● How to complete this task: The reply to the records below should contain exactly the lines from the line with "pub type AppResult<T> = Result<T, AppError>;" through the line with "use super::posts::comment_response;", and nothing besides.

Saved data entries
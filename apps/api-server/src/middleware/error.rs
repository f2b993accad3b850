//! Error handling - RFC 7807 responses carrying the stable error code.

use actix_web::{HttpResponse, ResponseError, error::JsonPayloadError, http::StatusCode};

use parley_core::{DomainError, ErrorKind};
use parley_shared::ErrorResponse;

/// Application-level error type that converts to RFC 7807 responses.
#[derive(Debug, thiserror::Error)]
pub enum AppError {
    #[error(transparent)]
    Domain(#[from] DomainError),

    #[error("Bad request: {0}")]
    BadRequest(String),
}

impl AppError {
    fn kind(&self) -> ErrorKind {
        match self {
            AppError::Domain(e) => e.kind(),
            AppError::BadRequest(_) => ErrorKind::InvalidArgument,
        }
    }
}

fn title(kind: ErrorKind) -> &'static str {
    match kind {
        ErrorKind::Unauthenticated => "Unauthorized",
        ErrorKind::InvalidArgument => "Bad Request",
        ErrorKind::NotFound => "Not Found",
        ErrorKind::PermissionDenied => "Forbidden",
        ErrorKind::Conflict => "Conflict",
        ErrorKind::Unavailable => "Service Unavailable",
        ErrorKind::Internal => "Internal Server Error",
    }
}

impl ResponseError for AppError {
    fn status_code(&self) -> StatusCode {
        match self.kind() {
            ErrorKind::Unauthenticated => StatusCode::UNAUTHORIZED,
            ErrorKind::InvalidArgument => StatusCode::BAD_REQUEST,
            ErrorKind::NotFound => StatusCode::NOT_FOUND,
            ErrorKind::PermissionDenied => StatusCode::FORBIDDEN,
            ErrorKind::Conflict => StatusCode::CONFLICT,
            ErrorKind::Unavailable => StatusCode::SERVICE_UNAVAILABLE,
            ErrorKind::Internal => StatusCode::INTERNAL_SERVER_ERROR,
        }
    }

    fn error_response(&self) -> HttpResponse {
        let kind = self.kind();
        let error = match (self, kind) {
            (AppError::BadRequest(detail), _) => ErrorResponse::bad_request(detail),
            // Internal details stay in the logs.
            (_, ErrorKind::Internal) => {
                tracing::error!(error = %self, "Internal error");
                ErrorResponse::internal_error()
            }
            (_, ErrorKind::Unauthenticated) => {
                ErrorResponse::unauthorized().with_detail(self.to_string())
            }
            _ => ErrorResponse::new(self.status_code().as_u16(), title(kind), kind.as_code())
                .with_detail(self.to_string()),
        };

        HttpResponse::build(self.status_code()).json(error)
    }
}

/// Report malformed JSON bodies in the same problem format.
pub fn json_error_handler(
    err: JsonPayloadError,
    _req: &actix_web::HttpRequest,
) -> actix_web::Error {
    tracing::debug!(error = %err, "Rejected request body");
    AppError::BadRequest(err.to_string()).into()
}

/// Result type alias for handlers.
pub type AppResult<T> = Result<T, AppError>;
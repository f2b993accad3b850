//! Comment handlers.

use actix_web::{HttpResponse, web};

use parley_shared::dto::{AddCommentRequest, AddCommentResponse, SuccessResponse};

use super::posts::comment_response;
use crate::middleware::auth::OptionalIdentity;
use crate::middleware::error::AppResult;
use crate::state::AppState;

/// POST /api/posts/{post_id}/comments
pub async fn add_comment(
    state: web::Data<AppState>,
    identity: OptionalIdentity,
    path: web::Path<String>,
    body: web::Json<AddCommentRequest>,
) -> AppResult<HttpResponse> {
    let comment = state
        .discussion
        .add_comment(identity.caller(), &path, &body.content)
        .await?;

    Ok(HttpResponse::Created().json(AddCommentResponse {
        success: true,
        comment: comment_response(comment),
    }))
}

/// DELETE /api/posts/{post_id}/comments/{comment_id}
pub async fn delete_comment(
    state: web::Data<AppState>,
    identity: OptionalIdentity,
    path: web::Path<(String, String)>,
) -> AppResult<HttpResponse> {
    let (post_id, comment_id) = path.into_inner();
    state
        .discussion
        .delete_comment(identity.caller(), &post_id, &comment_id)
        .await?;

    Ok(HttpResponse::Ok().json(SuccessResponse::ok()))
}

● Exercise answer:
pub type AppResult<T> = Result<T, AppError>;
repository f2b993accad3b850
//! Comment handlers.

use actix_web::{HttpResponse, web};

use parley_shared::dto::{AddCommentRequest, AddCommentResponse, SuccessResponse};

use super::posts::comment_response;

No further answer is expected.